# Advice for buying furniture PLEASE



## AussieIrish (Feb 9, 2010)

HI there,
My husband and I are moving to Mexico City in a few weeks time. We wont be bringing any furniture with us. I have read in a few forums about how cheap it is to have custom made furniture. Is that true?I cant find the thread I was reading.

I have also heard that there are a number of areas outside MC that specialize in hand crafted furniture. Any idea of where they may be?  And what you would expect to pay for a good comfortable sofa.

We are buying a few basic pieces from people we know of who are leaving Mexico city, but we expect to be "camping" out for a while in our apartment until we find a good sofa, dining suite etc...

Or if ordering custom built pieces is not recommended, then could any one give me some names of good Stores that we could check out.
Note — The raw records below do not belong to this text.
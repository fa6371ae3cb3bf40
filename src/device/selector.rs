//! Device selection policy.
//!
//! Resolution never fails: an unusable preference degrades to the closest
//! working device and every degradation is reported as a warning.

use crate::{
    device::catalog::Enumeration,
    types::{device_family, BackendType, Device, DeviceRequest, ResolvedDevice},
};

/// Chosen device plus the warnings logged while choosing it.
#[derive(Clone, Debug, PartialEq, Eq)]
pub struct Resolution {
    pub device: ResolvedDevice,
    pub warnings: Vec<String>,
}

impl Resolution {
    fn quiet(device: ResolvedDevice) -> Self {
        Self {
            device,
            warnings: Vec::new(),
        }
    }
}

const GPU_FAMILIES: [&str; 3] = ["cuda", "rocm", "directml"];

pub fn resolve(request: &DeviceRequest, enumeration: &Enumeration) -> Resolution {
    let mut warnings = Vec::new();
    let mut warn = |msg: String| {
        log::warn!("{}", msg);
        warnings.push(msg);
    };

    match request {
        DeviceRequest::Auto => {
            let device = enumeration
                .gpu_devices()
                .next()
                .map(ResolvedDevice::from)
                .unwrap_or_else(ResolvedDevice::cpu);
            return Resolution::quiet(device);
        }
        DeviceRequest::Cpu => return Resolution::quiet(ResolvedDevice::cpu()),
        DeviceRequest::Mps => {
            if let Some(mps) = enumeration
                .available
                .iter()
                .find(|d| d.backend_type == BackendType::Mps)
            {
                return Resolution::quiet(mps.into());
            }
            warn("MPS requested but not available, using CPU".to_string());
        }
        DeviceRequest::Id(id) => {
            if let Some(device) = enumeration.find(id) {
                return Resolution::quiet(device.into());
            }

            let family = device_family(id);
            if id.contains(':') && GPU_FAMILIES.contains(&family) {
                if let Some(skip) = enumeration.find_skipped(id) {
                    warn(format!(
                        "Requested device '{}' is not usable: {}",
                        id, skip.reason
                    ));
                }
                if let Some(dev) = enumeration.gpu_devices().find(|d| in_family(d, family)) {
                    warn(format!(
                        "Requested device '{}' not available; falling back to {}",
                        id, dev.id
                    ));
                    return Resolution {
                        device: dev.into(),
                        warnings,
                    };
                }
            }
        }
    }

    if !matches!(request, DeviceRequest::Mps) {
        warn(format!(
            "Requested device '{}' not available, using CPU",
            request
        ));
    }
    Resolution {
        device: ResolvedDevice::cpu(),
        warnings,
    }
}

/// ROCm GPUs live in the `cuda:*` id space, so a `rocm:N` request maps onto them.
fn in_family(device: &Device, family: &str) -> bool {
    device.family() == family || (family == "rocm" && device.backend_type == BackendType::Rocm)
}

/// Translate a catalog id into the separation engine's device string.
///
/// DirectML devices are addressed through the `privateuseone` namespace;
/// everything else passes through unchanged.
pub fn engine_device(id: &str) -> String {
    match directml_index(id) {
        Some(idx) => format!("privateuseone:{}", idx),
        None => id.to_string(),
    }
}

/// Adapter index of a `directml` or `directml:<n>` id.
pub fn directml_index(id: &str) -> Option<u32> {
    match id.split_once(':') {
        None if id == "directml" => Some(0),
        Some(("directml", idx)) => Some(idx.trim().parse().unwrap_or(0)),
        _ => None,
    }
}

#[cfg(test)]
mod tests {
    use super::*;
    use crate::types::SkippedDevice;

    fn with(devices: Vec<Device>) -> Enumeration {
        let mut e = Enumeration::baseline();
        for d in devices {
            e.push_device(d);
        }
        e
    }

    fn cuda(i: u32) -> Device {
        Device::new(format!("cuda:{}", i), format!("GPU {}", i), BackendType::Cuda)
    }

    #[test]
    fn auto_prefers_first_gpu() {
        let e = with(vec![cuda(0)]);
        let r = resolve(&DeviceRequest::Auto, &e);
        assert_eq!(r.device.id, "cuda:0");
        assert!(r.warnings.is_empty());
    }

    #[test]
    fn auto_without_gpu_is_cpu() {
        let r = resolve(&DeviceRequest::Auto, &Enumeration::baseline());
        assert!(r.device.is_cpu());
        assert!(r.warnings.is_empty());
    }

    #[test]
    fn cpu_ignores_gpus() {
        let e = with(vec![cuda(0), cuda(1)]);
        let r = resolve(&DeviceRequest::Cpu, &e);
        assert_eq!(r.device, ResolvedDevice::cpu());
        assert!(r.warnings.is_empty());
    }

    #[test]
    fn mps_falls_back_to_cpu_with_one_warning() {
        let r = resolve(&DeviceRequest::Mps, &with(vec![cuda(0)]));
        assert!(r.device.is_cpu());
        assert_eq!(r.warnings.len(), 1);

        let e = with(vec![Device::new("mps", "Apple MPS", BackendType::Mps)]);
        assert_eq!(resolve(&DeviceRequest::Mps, &e).device.id, "mps");
    }

    #[test]
    fn exact_id_is_returned_unchanged() {
        let e = with(vec![cuda(0), cuda(1)]);
        let r = resolve(&DeviceRequest::parse("cuda:1"), &e);
        assert_eq!(r.device.id, "cuda:1");
        assert_eq!(r.device.display_name, "GPU 1");
    }

    #[test]
    fn missing_index_falls_back_within_family() {
        let e = with(vec![cuda(0)]);
        let r = resolve(&DeviceRequest::parse("cuda:3"), &e);
        assert_eq!(r.device.id, "cuda:0");
        assert_eq!(r.warnings.len(), 1);
    }

    #[test]
    fn unknown_gpu_without_family_is_cpu_with_exactly_one_warning() {
        let e = with(vec![Device::new("directml", "DirectML GPU 0", BackendType::DirectMl)]);
        let r = resolve(&DeviceRequest::parse("cuda:5"), &e);
        assert!(r.device.is_cpu());
        assert_eq!(r.warnings.len(), 1);
    }

    #[test]
    fn skipped_device_reports_reason_before_fallback() {
        let mut e = with(vec![cuda(0)]);
        e.push_skipped(SkippedDevice {
            id: "cuda:1".into(),
            display_name: "780M".into(),
            reason: "rocBLAS missing gfx1103".into(),
        });
        let r = resolve(&DeviceRequest::parse("cuda:1"), &e);
        assert_eq!(r.device.id, "cuda:0");
        assert_eq!(r.warnings.len(), 2);
        assert!(r.warnings[0].contains("gfx1103"));
    }

    #[test]
    fn garbage_request_is_cpu() {
        let r = resolve(&DeviceRequest::parse("tpu"), &with(vec![cuda(0)]));
        assert!(r.device.is_cpu());
        assert_eq!(r.warnings.len(), 1);
    }

    #[test]
    fn rocm_request_maps_to_rocm_devices() {
        let e = with(vec![Device::new("cuda:0", "RX 9070", BackendType::Rocm)]);
        let r = resolve(&DeviceRequest::parse("rocm:1"), &e);
        assert_eq!(r.device.id, "cuda:0");
    }

    #[test]
    fn directml_ids_translate_to_privateuseone() {
        assert_eq!(engine_device("directml"), "privateuseone:0");
        assert_eq!(engine_device("directml:1"), "privateuseone:1");
        assert_eq!(engine_device("cuda:1"), "cuda:1");
        assert_eq!(engine_device("cpu"), "cpu");
        assert_eq!(engine_device("mps"), "mps");
        assert_eq!(directml_index("cuda:0"), None);
    }
}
Our relocation agents are looking into apartments in the Polanco area.

I am TRYING to comes to terms with selling our house full of great furniture by getting geared up for filling our new home with new beautiful pieces.... 

Any help you could give me would be greatly appreciated.

Jackie


----------



## RVGRINGO (May 16, 2007)

We've done it twice, having sold our first Mexican house fully furnished, as is common practice here. In both cases, most of the furniture was made for us by local craftsmen, to our specifications as to size and carving details. You must simply visit the various shops and look at the samples and their photo catalogs. If you want a piece of a certain size, to fit a certain spot; no problem. You may also select carving patterns, finish, hardware, etc. It doesn't cost any more than buying something off the floor. Comfortable couches and other stuffed furniture can be more of a challenge, so sit a while in anything that you might like and consider if you want one made in another fabric, softer, harder, more angle to the seat or back, etc. Most makers can accomodate your wishes. It takes some footwork, but it is part of your new adventure.


----------